"Hello, this is Kelley, Todd's wife." I've been saying that one a lot the last few days, since I didn't meet all the staff at the Tioga Nursing Home, I always feel the need to make sure they know who they're talking to. It's always nice when I'm talking to one of the staff member I remember meeting, so there's a face with the voice.
Today I got to thinking about that phrase a little bit deeper. Often when meeting someone we identify ourselves by what we do, or who we're related to. Such as, "Hi, I'm Bob, I work in Marketing, etc..." "Hi, I'm Kathy, Matt's mom..." you get the picture. We're giving the person we're meeting a common ground, some place to start this relationship or conversation. But is it more than that? Yes, it can be. Men (and women too) often find their identity in what they do for a living. Their job often gives them value. But is that who they really are? No, they're more than a job title.
There's a song that's very popular right now on the Christian Charts. "Hello My Name Is" It's a great song with a great message. Basically, saying you're not a looser, or other things you've been labeled, you're a child of the One True King.

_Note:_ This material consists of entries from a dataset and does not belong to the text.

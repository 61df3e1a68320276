//! Repository for the `generated_images` table.

use sqlx::PgPool;

use galleria_core::pagination::page_offset;
use galleria_core::types::Timestamp;

use crate::models::image::{CreateGeneratedImage, GeneratedImage, ImageListQuery};

/// Column list for `generated_images` SELECT queries.
const COLUMNS: &str = "id, user_id, prompt, created_at, updated_at";

/// Provides query and insert operations for generated images.
pub struct GeneratedImageRepo;

impl GeneratedImageRepo {
    /// Insert a new generated image record.
    pub async fn create(
        pool: &PgPool,
        dto: &CreateGeneratedImage,
    ) -> Result<GeneratedImage, sqlx::Error> {
        let query = format!(
            "INSERT INTO generated_images (user_id, prompt) \
             VALUES ($1, $2) \
             RETURNING {COLUMNS}"
        );
        sqlx::query_as::<_, GeneratedImage>(&query)
            .bind(dto.user_id)
            .bind(&dto.prompt)
            .fetch_one(pool)
            .await
    }

    /// Fetch one page of images matching the given filters.
    ///
    /// Rows come back in insertion order (`id ASC`); presentation-order
    /// concerns belong to the caller.
    pub async fn list_page(
        pool: &PgPool,
        params: &ImageListQuery,
    ) -> Result<Vec<GeneratedImage>, sqlx::Error> {
        let limit = params.page_size.max(1);
        let offset = page_offset(params.page, limit);

        let (where_clause, bind_values, bind_idx) = build_image_filter(params);

        let query = format!(
            "SELECT {COLUMNS} FROM generated_images {where_clause} \
             ORDER BY id ASC \
             LIMIT ${bind_idx} OFFSET ${}",
            bind_idx + 1
        );

        let q = bind_image_values(sqlx::query_as::<_, GeneratedImage>(&query), &bind_values);
        q.bind(limit).bind(offset).fetch_all(pool).await
    }

    /// Count images matching the given filter (for pagination metadata).
    ///
    /// Uses the same filter builder as [`Self::list_page`], so the count can
    /// never disagree with the fetched rows about which records are in scope.
    pub async fn count(pool: &PgPool, params: &ImageListQuery) -> Result<i64, sqlx::Error> {
        let (where_clause, bind_values, _) = build_image_filter(params);

        let query = format!("SELECT COUNT(*)::BIGINT AS count FROM generated_images {where_clause}");

        let q = bind_image_values_scalar(sqlx::query_scalar::<_, i64>(&query), &bind_values);
        q.fetch_one(pool).await
    }
}

// ---------------------------------------------------------------------------
// Internal helpers for dynamic query building
// ---------------------------------------------------------------------------

/// Typed bind value for dynamically-built image queries.
enum BindValue {
    BigInt(i64),
    Text(String),
    Timestamp(Timestamp),
}

/// Build a WHERE clause and bind values from `ImageListQuery` filter parameters.
///
/// Returns `(where_clause, bind_values, next_bind_index)`. The owner scope is
/// always present, so the clause always starts with `WHERE `.
fn build_image_filter(params: &ImageListQuery) -> (String, Vec<BindValue>, u32) {
    let mut conditions: Vec<String> = Vec::new();
    let mut bind_idx = 1u32;
    let mut bind_values: Vec<BindValue> = Vec::new();

    conditions.push(format!("user_id = ${bind_idx}"));
    bind_idx += 1;
    bind_values.push(BindValue::BigInt(params.owner_user_id));

    if let Some(ref search) = params.search {
        conditions.push(format!("prompt ILIKE ${bind_idx}"));
        bind_idx += 1;
        bind_values.push(BindValue::Text(like_pattern(search)));
    }

    if let Some(ref username) = params.username {
        conditions.push(format!(
            "EXISTS (SELECT 1 FROM users u \
             WHERE u.id = generated_images.user_id AND u.username = ${bind_idx})"
        ));
        bind_idx += 1;
        bind_values.push(BindValue::Text(username.clone()));
    }

    if let Some(from) = params.created_from {
        conditions.push(format!("created_at >= ${bind_idx}"));
        bind_idx += 1;
        bind_values.push(BindValue::Timestamp(from));
    }

    if let Some(before) = params.created_before {
        conditions.push(format!("created_at < ${bind_idx}"));
        bind_idx += 1;
        bind_values.push(BindValue::Timestamp(before));
    }

    let where_clause = format!("WHERE {}", conditions.join(" AND "));

    (where_clause, bind_values, bind_idx)
}

/// Build an ILIKE pattern that matches `term` as a literal substring.
///
/// `%`, `_` and `\` in the term are escaped so user input cannot act as
/// wildcards.
fn like_pattern(term: &str) -> String {
    let mut escaped = String::with_capacity(term.len());
    for ch in term.chars() {
        if matches!(ch, '%' | '_' | '\\') {
            escaped.push('\\');
        }
        escaped.push(ch);
    }
    format!("%{escaped}%")
}

/// Bind a slice of `BindValue` to a sqlx `QueryAs`.
fn bind_image_values<'q, O>(
    mut q: sqlx::query::QueryAs<'q, sqlx::Postgres, O, sqlx::postgres::PgArguments>,
    bind_values: &'q [BindValue],
) -> sqlx::query::QueryAs<'q, sqlx::Postgres, O, sqlx::postgres::PgArguments> {
    for val in bind_values {
        match val {
            BindValue::BigInt(v) => q = q.bind(*v),
            BindValue::Text(v) => q = q.bind(v.as_str()),
            BindValue::Timestamp(v) => q = q.bind(*v),
        }
    }
    q
}

/// Bind a slice of `BindValue` to a sqlx `QueryScalar`.
fn bind_image_values_scalar<'q>(
    mut q: sqlx::query::QueryScalar<'q, sqlx::Postgres, i64, sqlx::postgres::PgArguments>,
    bind_values: &'q [BindValue],
) -> sqlx::query::QueryScalar<'q, sqlx::Postgres, i64, sqlx::postgres::PgArguments> {
    for val in bind_values {
        match val {
            BindValue::BigInt(v) => q = q.bind(*v),
            BindValue::Text(v) => q = q.bind(v.as_str()),
            BindValue::Timestamp(v) => q = q.bind(*v),
        }
    }
    q
}

// ---------------------------------------------------------------------------
// Tests
// ---------------------------------------------------------------------------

But back to my thought. I'm identifying who I am as Todd's wife. Not his 'live in', not his 'significant other,' I'm his wife. I made a committment (so did he) at that altar on a very cold January day back in 1982. That's why they're called "Vows". Have we ever been tempted to break it? Oh, I'm sure we can both say, yes, a time or two, we wanted to throw in the towel, call it quits, it was too hard to work things through. (Believe me, Todd's and my personalities are about as opposite as they can be.) But we made a promise, a committement to each other, and neither of us took it lightly. It's something that so few people get these days. It's not, well, if it doesn't work out, we'll just divorce. Not an option folks. Not here in this house. There's a sign that's been hanging on our bed (we have a log bed, so yes, it actually hangs on our bed) since we first married that says, "Choose you this day, whom you will serve, but as for me and my house, we will serve The Lord." Every day is a Choice. Somedays the choice is harder than others, but it's still a choice.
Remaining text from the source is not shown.